Regulation of tumor cell survival following ER stress is complicated [62, 63, 83]. Our study argues that FTS-induced ER stress is relieved by activation of proadaptive UPR and ERAD, while ERAD inhibition through induction of ER stress, leads to hyperactivation of PERK/eIF2α/ATF4/CHOP/BIM proapoptotic pathway and massive cell death. Additionally, activation of IRE1α signaling pathway can recruit TRAF2 and JNK to induce cell death, or contribute to apoptosis through regulation of IRE1-dependent decay (RIDD) [84, 85]. On the other hand, proapoptotic mediators, such as ATF4 and CHOP, have been shown to activate multiple autophagy genes as a pro-survival response to counteract the ER stress [86]. Thus, cell fate control following ER stress may depend on the fine-tuning of UPR, and the crosstalk between UPR, ERAD, autophagy, and apoptosis [53, 87, 88].
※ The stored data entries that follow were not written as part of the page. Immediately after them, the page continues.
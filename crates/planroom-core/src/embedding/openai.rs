//! OpenAI-compatible HTTP providers.
//!
//! Works against the hosted OpenAI API and against local servers that
//! expose the same `/embeddings` and `/chat/completions` routes.

use super::traits::{ImageDescriber, TextEmbedder};
use crate::config::{EMBEDDING_BATCH_SIZE, VECTOR_DIMENSION};
use crate::error::EmbeddingError;
use async_trait::async_trait;
use base64::engine::general_purpose::STANDARD as BASE64;
use base64::Engine;
use reqwest::header::{HeaderMap, HeaderValue, AUTHORIZATION, CONTENT_TYPE};
use reqwest::{Client, StatusCode};
use serde::de::DeserializeOwned;
use serde::{Deserialize, Serialize};
use std::time::Duration;
use tracing::{debug, warn};

/// Connection settings shared by both providers.
#[derive(Debug, Clone)]
pub struct OpenAiConfig {
    /// Base URL, e.g. `https://api.openai.com/v1`
    pub base_url: String,
    /// Bearer token; local servers usually need none
    pub api_key: Option<String>,
    /// Embedding model name
    pub model: String,
    /// Vision-capable chat model for image descriptions
    pub vision_model: String,
    /// Requested embedding dimension
    pub dimensions: usize,
    pub timeout: Duration,
    /// Total attempts per request, including the first
    pub max_retries: usize,
    /// Maximum inputs per embeddings request
    pub batch_size: usize,
}

impl Default for OpenAiConfig {
    fn default() -> Self {
        Self {
            base_url: "https://api.openai.com/v1".to_string(),
            api_key: None,
            model: "text-embedding-3-small".to_string(),
            vision_model: "gpt-4o-mini".to_string(),
            dimensions: VECTOR_DIMENSION,
            timeout: Duration::from_secs(60),
            max_retries: 4,
            batch_size: EMBEDDING_BATCH_SIZE,
        }
    }
}

/// JSON-over-HTTP client with retry on 429 and 5xx.
#[derive(Clone)]
struct JsonClient {
    client: Client,
    max_retries: usize,
}

impl JsonClient {
    fn new(config: &OpenAiConfig) -> Result<Self, EmbeddingError> {
        let mut headers = HeaderMap::new();
        if let Some(key) = config.api_key.as_deref().filter(|k| !k.trim().is_empty()) {
            let auth = format!("Bearer {}", key.trim());
            headers.insert(
                AUTHORIZATION,
                HeaderValue::from_str(&auth)
                    .map_err(|_| EmbeddingError::InvalidConfig("invalid API key".to_string()))?,
            );
        }
        headers.insert(CONTENT_TYPE, HeaderValue::from_static("application/json"));

        let client = Client::builder()
            .timeout(config.timeout)
            .default_headers(headers)
            .build()
            .map_err(|e| EmbeddingError::InvalidConfig(format!("HTTP client: {}", e)))?;

        Ok(Self {
            client,
            max_retries: config.max_retries.max(1),
        })
    }

    async fn post<B, R>(&self, url: &str, body: &B) -> Result<R, EmbeddingError>
    where
        B: Serialize + Sync,
        R: DeserializeOwned,
    {
        let mut attempt = 0usize;
        loop {
            match self.client.post(url).json(body).send().await {
                Ok(resp) => {
                    let status = resp.status();
                    if status.is_success() {
                        return resp
                            .json::<R>()
                            .await
                            .map_err(|e| EmbeddingError::InvalidResponse(e.to_string()));
                    }

                    let text = resp
                        .text()
                        .await
                        .unwrap_or_else(|_| "<body unavailable>".to_string());
                    if should_retry(status) && attempt + 1 < self.max_retries {
                        attempt += 1;
                        warn!("{} returned {}, retrying (attempt {})", url, status, attempt);
                        tokio::time::sleep(retry_backoff(attempt)).await;
                        continue;
                    }
                    return Err(EmbeddingError::RequestFailed(format!(
                        "{} ({}): {}",
                        url, status, text
                    )));
                }
                Err(err) => {
                    if is_retryable_error(&err) && attempt + 1 < self.max_retries {
                        attempt += 1;
                        warn!("{} failed: {}, retrying (attempt {})", url, err, attempt);
                        tokio::time::sleep(retry_backoff(attempt)).await;
                        continue;
                    }
                    return Err(EmbeddingError::RequestFailed(err.to_string()));
                }
            }
        }
    }
}

fn should_retry(status: StatusCode) -> bool {
    status == StatusCode::TOO_MANY_REQUESTS || status.is_server_error()
}

fn is_retryable_error(err: &reqwest::Error) -> bool {
    err.is_timeout() || err.is_connect() || err.is_request()
}

fn retry_backoff(attempt: usize) -> Duration {
    let capped = attempt.min(5) as u32;
    Duration::from_millis(500 * (1 << capped))
}

/// Embeddings client for OpenAI-compatible endpoints.
#[derive(Clone)]
pub struct OpenAiEmbedder {
    http: JsonClient,
    endpoint: String,
    model: String,
    dimensions: usize,
    batch_size: usize,
}

impl OpenAiEmbedder {
    pub fn new(config: &OpenAiConfig) -> Result<Self, EmbeddingError> {
        if config.model.trim().is_empty() {
            return Err(EmbeddingError::InvalidConfig(
                "missing embedding model name".to_string(),
            ));
        }
        if config.dimensions == 0 {
            return Err(EmbeddingError::InvalidConfig(
                "embedding dimension must be greater than zero".to_string(),
            ));
        }
        Ok(Self {
            http: JsonClient::new(config)?,
            endpoint: format!("{}/embeddings", config.base_url.trim_end_matches('/')),
            model: config.model.clone(),
            dimensions: config.dimensions,
            batch_size: config.batch_size.max(1),
        })
    }

    async fn request(&self, inputs: &[&str]) -> Result<Vec<Vec<f32>>, EmbeddingError> {
        let request = EmbeddingRequest {
            model: &self.model,
            input: inputs,
            dimensions: Some(self.dimensions),
        };
        let mut parsed: EmbeddingResponse = self.http.post(&self.endpoint, &request).await?;
        parsed.data.sort_by_key(|entry| entry.index);

        if parsed.data.len() != inputs.len() {
            return Err(EmbeddingError::InvalidResponse(format!(
                "{} embeddings for {} inputs",
                parsed.data.len(),
                inputs.len()
            )));
        }
        parsed
            .data
            .into_iter()
            .map(|entry| {
                if entry.embedding.len() != self.dimensions {
                    return Err(EmbeddingError::DimensionMismatch {
                        expected: self.dimensions,
                        actual: entry.embedding.len(),
                    });
                }
                Ok(entry.embedding)
            })
            .collect()
    }
}

#[async_trait]
impl TextEmbedder for OpenAiEmbedder {
    fn dimension(&self) -> usize {
        self.dimensions
    }

    async fn embed_text(&self, text: &str) -> Result<Vec<f32>, EmbeddingError> {
        self.request(&[text])
            .await?
            .pop()
            .ok_or_else(|| EmbeddingError::InvalidResponse("empty embedding list".to_string()))
    }

    async fn embed_batch(&self, texts: &[String]) -> Result<Vec<Vec<f32>>, EmbeddingError> {
        let mut embeddings = Vec::with_capacity(texts.len());
        for batch in texts.chunks(self.batch_size) {
            let inputs: Vec<&str> = batch.iter().map(String::as_str).collect();
            debug!("Embedding batch of {}", inputs.len());
            embeddings.extend(self.request(&inputs).await?);
        }
        Ok(embeddings)
    }
}

/// Image describer backed by a vision-capable chat completions endpoint.
#[derive(Clone)]
pub struct OpenAiImageDescriber {
    http: JsonClient,
    endpoint: String,
    model: String,
}

const DESCRIBE_PROMPT: &str = "Describe this image from a construction document. \
Name the drawing type, visible labels, dimensions, room or door numbers and any \
schedule content. Be concise and factual.";

impl OpenAiImageDescriber {
    pub fn new(config: &OpenAiConfig) -> Result<Self, EmbeddingError> {
        if config.vision_model.trim().is_empty() {
            return Err(EmbeddingError::InvalidConfig(
                "missing vision model name".to_string(),
            ));
        }
        Ok(Self {
            http: JsonClient::new(config)?,
            endpoint: format!("{}/chat/completions", config.base_url.trim_end_matches('/')),
            model: config.vision_model.clone(),
        })
    }
}

#[async_trait]
impl ImageDescriber for OpenAiImageDescriber {
    async fn try_describe(
        &self,
        image: &[u8],
        context_hint: &str,
    ) -> Result<String, EmbeddingError> {
        let data_url = format!("data:{};base64,{}", sniff_mime(image), BASE64.encode(image));
        let prompt = if context_hint.is_empty() {
            DESCRIBE_PROMPT.to_string()
        } else {
            format!("{} Context: {}", DESCRIBE_PROMPT, context_hint)
        };

        let request = ChatRequest {
            model: &self.model,
            max_tokens: 500,
            messages: vec![ChatMessage {
                role: "user",
                content: vec![
                    ContentPart::Text { text: prompt },
                    ContentPart::ImageUrl {
                        image_url: ImageUrl { url: data_url },
                    },
                ],
            }],
        };

        let response: ChatResponse = self.http.post(&self.endpoint, &request).await?;
        response
            .choices
            .into_iter()
            .next()
            .and_then(|c| c.message.content)
            .ok_or_else(|| EmbeddingError::InvalidResponse("no choices returned".to_string()))
    }
}

fn sniff_mime(bytes: &[u8]) -> &'static str {
    match bytes {
        [0x89, b'P', b'N', b'G', ..] => "image/png",
        [0xFF, 0xD8, ..] => "image/jpeg",
        [b'G', b'I', b'F', ..] => "image/gif",
        _ => "application/octet-stream",
    }
}

#[derive(Serialize)]
struct EmbeddingRequest<'a> {
    model: &'a str,
    #[serde(borrow)]
    input: &'a [&'a str],
    #[serde(skip_serializing_if = "Option::is_none")]
    dimensions: Option<usize>,
}

#[derive(Debug, Deserialize)]
struct EmbeddingResponse {
    data: Vec<EmbeddingData>,
}

#[derive(Debug, Deserialize)]
struct EmbeddingData {
    embedding: Vec<f32>,
    index: usize,
}

#[derive(Serialize)]
struct ChatRequest<'a> {
    model: &'a str,
    max_tokens: u32,
    messages: Vec<ChatMessage>,
}

#[derive(Serialize)]
struct ChatMessage {
    role: &'static str,
    content: Vec<ContentPart>,
}

#[derive(Serialize)]
#[serde(tag = "type", rename_all = "snake_case")]
enum ContentPart {
    Text { text: String },
    ImageUrl { image_url: ImageUrl },
}

#[derive(Serialize)]
struct ImageUrl {
    url: String,
}

#[derive(Debug, Deserialize)]
struct ChatResponse {
    choices: Vec<ChatChoice>,
}

#[derive(Debug, Deserialize)]
struct ChatChoice {
    message: ChatChoiceMessage,
}

#[derive(Debug, Deserialize)]
struct ChatChoiceMessage {
    content: Option<String>,
}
Our CRISPR screen has identified additional targets that may enhance the FTS therapeutic efficacy. In a transgenic mouse model of pancreatic cancer, cell survival following KRAS ablation depends on mitochondrial function, especially oxidative phosphorylation [35]. In this regard, our study has identified several genes encoding mitochondria complex I subunits, mitochondria complex II subunits, as well as the mitochondrial iron-sulfur cluster assembly machinery [89,90,91]. Additionally, we identified Sptlc1, Sptlc2, and Kdsr genes, encoding the serine palmitoyltransferase (SPT) and 3-ketodihydrosphingosine reductase (KDHR), among the top candidates. SPT and KDHR serve as essential enzymes in the initial steps of de novo sphingolipid synthesis [92]. As sphingolipids are structural components of plasma membrane, inhibition of sphingolipid metabolism may mislocalize oncogenic KRAS and abolish its signaling [93]. Our findings suggest that multiple approaches to dislodge KRAS from plasma membrane may be combined to abrogate oncogenic KRAS signaling. Other candidate genetic targets in our screen are involved in apoptosis, mTOR signaling, and fatty acids and selenoprotein metabolism [94, 95]. Further studies will examine the role of these genetic targets in modulating FTS efficacy in the treatment of PDAC.

Conclusion

Using both genetic and pharmacological approaches, we have demonstrated a critical role for ERAD in enhancing the FTS therapeutic response. The combined use of FTS and ERAD inhibitors may be an effective therapeutic option for the treatment of PDAC.